─── Records for processing ───

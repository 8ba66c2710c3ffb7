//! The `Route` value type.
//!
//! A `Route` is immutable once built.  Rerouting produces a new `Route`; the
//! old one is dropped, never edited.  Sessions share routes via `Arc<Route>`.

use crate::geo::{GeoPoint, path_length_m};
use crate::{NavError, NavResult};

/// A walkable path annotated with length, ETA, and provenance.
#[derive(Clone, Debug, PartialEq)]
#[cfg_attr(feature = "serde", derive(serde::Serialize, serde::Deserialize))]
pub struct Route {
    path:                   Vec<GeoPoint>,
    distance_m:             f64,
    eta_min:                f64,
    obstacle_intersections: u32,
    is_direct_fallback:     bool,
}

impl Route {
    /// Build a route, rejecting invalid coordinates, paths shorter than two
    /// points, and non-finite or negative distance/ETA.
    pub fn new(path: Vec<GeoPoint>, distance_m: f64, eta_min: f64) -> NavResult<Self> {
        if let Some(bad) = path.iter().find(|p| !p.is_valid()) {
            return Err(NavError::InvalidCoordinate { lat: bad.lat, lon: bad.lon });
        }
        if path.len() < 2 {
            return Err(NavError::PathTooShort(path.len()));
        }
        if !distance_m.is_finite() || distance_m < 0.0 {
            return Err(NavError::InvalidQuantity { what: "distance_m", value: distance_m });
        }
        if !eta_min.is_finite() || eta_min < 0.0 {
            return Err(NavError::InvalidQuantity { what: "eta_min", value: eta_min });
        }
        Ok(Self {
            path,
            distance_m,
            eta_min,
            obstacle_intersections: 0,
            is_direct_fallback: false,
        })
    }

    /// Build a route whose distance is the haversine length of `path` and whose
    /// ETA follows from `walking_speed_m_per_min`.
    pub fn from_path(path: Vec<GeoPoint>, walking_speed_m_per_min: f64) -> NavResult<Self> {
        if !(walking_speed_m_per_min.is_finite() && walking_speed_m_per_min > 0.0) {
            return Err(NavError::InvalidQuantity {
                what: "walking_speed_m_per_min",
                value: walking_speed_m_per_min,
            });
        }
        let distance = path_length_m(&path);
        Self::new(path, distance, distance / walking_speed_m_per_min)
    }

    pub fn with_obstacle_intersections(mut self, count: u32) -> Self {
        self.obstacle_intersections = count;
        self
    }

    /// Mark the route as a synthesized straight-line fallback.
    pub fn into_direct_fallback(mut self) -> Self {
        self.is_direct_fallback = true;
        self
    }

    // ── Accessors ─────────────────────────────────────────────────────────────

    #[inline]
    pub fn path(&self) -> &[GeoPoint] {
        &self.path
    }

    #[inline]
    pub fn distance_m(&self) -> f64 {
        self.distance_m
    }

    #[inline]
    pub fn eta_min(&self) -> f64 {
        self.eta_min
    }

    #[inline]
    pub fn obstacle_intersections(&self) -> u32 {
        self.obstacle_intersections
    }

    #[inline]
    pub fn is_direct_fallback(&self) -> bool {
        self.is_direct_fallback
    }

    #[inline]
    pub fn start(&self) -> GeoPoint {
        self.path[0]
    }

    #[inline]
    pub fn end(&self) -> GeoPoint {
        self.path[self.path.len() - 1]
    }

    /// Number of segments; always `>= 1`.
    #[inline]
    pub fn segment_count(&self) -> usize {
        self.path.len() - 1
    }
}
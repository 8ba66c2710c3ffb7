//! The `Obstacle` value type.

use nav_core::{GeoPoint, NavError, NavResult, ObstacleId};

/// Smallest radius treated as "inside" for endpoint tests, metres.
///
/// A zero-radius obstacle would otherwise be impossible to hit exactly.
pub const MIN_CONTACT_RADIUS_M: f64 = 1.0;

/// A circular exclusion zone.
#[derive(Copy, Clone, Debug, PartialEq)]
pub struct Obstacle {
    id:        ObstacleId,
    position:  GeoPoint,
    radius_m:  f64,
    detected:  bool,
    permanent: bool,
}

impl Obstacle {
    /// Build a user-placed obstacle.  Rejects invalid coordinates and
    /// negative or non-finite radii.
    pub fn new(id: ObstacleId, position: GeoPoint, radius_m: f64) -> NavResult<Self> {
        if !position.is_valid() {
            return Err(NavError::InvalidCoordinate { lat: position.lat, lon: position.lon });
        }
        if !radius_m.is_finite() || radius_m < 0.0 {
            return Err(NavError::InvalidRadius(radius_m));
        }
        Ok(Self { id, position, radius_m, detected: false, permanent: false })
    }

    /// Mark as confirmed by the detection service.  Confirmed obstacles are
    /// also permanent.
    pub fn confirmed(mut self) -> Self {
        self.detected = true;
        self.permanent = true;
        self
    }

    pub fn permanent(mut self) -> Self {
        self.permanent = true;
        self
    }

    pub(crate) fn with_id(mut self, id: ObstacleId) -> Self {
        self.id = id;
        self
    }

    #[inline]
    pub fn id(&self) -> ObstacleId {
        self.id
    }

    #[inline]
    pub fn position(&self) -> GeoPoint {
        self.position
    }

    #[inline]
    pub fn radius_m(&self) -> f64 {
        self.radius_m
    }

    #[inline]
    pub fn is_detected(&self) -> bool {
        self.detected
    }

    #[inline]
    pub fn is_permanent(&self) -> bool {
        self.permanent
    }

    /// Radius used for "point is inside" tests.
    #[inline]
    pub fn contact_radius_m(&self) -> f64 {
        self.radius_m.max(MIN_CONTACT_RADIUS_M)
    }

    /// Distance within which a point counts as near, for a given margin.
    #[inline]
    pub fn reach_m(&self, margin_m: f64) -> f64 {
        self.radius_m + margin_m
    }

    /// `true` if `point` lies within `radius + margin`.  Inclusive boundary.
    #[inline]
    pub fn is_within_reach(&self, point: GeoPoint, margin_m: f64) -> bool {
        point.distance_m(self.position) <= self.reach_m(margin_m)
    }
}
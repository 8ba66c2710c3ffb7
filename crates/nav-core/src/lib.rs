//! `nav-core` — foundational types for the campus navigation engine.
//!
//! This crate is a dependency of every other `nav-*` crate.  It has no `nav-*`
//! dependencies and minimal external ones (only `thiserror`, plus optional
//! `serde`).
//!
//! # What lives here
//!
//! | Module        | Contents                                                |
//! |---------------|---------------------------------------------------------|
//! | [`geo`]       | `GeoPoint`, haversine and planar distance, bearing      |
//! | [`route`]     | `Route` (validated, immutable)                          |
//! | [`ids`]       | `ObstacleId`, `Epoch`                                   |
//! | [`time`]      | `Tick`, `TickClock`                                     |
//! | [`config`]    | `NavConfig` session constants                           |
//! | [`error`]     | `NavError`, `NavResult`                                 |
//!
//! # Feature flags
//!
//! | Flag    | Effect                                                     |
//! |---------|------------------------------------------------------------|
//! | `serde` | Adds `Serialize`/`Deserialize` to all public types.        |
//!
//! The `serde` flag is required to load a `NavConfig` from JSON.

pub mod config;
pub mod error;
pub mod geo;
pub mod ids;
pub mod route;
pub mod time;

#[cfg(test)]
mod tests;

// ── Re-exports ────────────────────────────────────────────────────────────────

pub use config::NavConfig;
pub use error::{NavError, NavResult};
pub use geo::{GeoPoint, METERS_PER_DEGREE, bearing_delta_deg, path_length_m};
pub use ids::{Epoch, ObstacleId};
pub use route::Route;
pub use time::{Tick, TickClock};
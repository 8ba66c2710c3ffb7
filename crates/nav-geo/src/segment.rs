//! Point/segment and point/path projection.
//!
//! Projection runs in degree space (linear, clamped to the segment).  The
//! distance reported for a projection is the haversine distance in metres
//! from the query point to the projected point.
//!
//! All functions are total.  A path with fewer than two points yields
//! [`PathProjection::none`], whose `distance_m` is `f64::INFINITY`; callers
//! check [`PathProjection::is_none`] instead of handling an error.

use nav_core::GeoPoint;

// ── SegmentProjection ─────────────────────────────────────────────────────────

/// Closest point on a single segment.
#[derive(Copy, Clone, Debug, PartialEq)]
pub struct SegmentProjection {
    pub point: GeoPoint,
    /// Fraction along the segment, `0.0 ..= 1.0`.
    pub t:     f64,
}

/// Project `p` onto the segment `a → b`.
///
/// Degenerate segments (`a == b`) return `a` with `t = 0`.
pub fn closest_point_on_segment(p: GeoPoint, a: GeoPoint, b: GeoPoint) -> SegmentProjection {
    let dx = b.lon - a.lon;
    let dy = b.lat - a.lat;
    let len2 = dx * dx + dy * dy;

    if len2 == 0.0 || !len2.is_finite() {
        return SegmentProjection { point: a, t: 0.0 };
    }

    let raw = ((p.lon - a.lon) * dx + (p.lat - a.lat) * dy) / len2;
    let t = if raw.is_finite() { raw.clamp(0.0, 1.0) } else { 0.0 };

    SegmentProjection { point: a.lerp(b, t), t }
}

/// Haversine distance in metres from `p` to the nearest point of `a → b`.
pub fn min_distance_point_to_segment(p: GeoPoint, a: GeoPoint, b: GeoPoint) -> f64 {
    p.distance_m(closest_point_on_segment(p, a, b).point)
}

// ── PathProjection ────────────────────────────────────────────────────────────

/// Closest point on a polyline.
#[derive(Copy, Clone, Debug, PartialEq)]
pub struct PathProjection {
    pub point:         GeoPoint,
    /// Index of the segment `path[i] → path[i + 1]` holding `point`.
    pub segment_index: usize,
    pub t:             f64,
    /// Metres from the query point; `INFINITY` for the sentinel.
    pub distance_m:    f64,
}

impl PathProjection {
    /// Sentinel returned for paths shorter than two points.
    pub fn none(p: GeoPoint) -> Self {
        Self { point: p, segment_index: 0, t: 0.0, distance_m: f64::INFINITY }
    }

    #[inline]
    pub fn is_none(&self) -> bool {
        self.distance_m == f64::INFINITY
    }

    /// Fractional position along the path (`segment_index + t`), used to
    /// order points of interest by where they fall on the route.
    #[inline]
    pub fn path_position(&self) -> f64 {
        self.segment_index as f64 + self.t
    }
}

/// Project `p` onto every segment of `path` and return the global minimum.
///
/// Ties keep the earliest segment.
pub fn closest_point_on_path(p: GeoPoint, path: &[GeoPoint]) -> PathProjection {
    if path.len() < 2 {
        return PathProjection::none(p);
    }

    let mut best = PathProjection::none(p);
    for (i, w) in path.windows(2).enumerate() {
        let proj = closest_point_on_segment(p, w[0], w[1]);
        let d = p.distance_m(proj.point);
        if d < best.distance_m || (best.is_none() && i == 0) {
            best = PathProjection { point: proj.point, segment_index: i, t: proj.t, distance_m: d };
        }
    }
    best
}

───
─── Records for processing ───

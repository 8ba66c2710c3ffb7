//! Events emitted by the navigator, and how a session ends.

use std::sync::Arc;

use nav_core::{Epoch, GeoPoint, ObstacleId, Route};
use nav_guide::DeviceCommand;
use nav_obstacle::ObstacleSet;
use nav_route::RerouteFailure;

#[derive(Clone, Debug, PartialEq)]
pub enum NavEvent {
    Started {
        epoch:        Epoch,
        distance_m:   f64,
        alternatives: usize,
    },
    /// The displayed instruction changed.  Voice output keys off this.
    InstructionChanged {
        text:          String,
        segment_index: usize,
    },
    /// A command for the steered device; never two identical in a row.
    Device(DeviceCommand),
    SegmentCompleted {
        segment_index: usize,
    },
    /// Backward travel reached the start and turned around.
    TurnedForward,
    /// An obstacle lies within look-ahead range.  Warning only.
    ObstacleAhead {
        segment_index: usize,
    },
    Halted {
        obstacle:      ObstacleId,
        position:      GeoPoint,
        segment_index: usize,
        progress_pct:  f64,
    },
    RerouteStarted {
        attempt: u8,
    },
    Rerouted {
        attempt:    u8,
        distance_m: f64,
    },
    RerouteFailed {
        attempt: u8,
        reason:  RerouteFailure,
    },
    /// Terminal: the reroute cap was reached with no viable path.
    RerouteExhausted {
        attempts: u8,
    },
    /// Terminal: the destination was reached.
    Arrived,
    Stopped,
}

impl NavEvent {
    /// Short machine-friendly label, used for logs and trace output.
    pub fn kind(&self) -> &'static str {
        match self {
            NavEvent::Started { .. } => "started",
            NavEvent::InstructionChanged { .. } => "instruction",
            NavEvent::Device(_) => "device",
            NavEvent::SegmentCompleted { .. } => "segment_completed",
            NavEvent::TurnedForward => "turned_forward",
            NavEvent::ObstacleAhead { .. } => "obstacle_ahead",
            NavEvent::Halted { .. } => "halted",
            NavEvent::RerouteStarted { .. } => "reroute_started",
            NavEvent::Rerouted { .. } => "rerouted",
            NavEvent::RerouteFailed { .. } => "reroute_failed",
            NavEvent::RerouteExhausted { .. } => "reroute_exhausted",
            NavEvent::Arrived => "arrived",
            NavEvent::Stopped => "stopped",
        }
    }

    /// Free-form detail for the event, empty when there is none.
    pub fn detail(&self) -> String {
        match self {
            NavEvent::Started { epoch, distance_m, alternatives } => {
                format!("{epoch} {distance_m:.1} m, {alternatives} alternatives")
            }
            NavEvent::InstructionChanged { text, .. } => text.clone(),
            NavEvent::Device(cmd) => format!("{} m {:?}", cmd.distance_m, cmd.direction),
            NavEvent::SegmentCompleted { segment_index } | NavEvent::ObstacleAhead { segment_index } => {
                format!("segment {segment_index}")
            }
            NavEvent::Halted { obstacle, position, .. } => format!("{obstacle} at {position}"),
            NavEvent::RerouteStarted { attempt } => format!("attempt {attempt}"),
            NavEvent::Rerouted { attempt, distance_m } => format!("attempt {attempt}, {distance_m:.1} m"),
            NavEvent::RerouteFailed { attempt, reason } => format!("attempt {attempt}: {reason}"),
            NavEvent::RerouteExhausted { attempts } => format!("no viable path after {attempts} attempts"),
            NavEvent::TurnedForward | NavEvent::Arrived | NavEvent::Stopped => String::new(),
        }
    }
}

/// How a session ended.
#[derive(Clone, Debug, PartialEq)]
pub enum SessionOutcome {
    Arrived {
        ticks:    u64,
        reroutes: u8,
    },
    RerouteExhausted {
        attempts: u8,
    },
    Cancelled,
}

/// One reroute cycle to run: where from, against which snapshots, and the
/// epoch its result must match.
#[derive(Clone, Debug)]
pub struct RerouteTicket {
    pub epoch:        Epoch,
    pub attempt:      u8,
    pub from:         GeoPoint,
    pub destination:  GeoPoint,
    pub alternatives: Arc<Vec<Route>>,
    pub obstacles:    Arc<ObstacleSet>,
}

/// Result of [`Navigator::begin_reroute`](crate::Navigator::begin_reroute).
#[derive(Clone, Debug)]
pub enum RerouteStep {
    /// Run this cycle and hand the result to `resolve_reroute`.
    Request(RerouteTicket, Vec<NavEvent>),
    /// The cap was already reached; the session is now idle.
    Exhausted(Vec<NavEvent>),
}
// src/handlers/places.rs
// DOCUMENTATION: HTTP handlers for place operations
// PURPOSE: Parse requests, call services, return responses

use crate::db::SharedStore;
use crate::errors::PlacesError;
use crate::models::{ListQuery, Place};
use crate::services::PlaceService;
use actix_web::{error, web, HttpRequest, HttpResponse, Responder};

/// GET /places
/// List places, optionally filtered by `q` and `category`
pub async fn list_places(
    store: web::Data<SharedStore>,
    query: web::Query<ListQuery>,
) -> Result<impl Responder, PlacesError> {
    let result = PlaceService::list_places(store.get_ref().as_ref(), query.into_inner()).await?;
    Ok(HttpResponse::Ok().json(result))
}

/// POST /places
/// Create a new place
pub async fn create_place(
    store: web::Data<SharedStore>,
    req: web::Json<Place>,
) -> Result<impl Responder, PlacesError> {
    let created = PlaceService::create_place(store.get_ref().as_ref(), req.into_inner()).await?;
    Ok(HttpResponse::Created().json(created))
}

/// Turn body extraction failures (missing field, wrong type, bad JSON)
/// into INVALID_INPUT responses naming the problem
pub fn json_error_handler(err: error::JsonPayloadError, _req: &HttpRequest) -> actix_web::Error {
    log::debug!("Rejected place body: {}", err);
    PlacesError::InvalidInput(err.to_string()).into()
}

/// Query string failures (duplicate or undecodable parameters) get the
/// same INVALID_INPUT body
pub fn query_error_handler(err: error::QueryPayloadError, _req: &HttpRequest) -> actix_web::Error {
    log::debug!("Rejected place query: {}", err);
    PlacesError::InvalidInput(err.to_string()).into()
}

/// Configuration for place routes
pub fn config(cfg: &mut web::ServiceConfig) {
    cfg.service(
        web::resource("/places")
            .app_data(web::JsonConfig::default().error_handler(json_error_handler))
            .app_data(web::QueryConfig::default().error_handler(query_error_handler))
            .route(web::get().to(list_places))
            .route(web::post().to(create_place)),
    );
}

───

→ The problem: Only the number is wanted: how many lines above include the word "filename"?

→ Solution to the problem: 2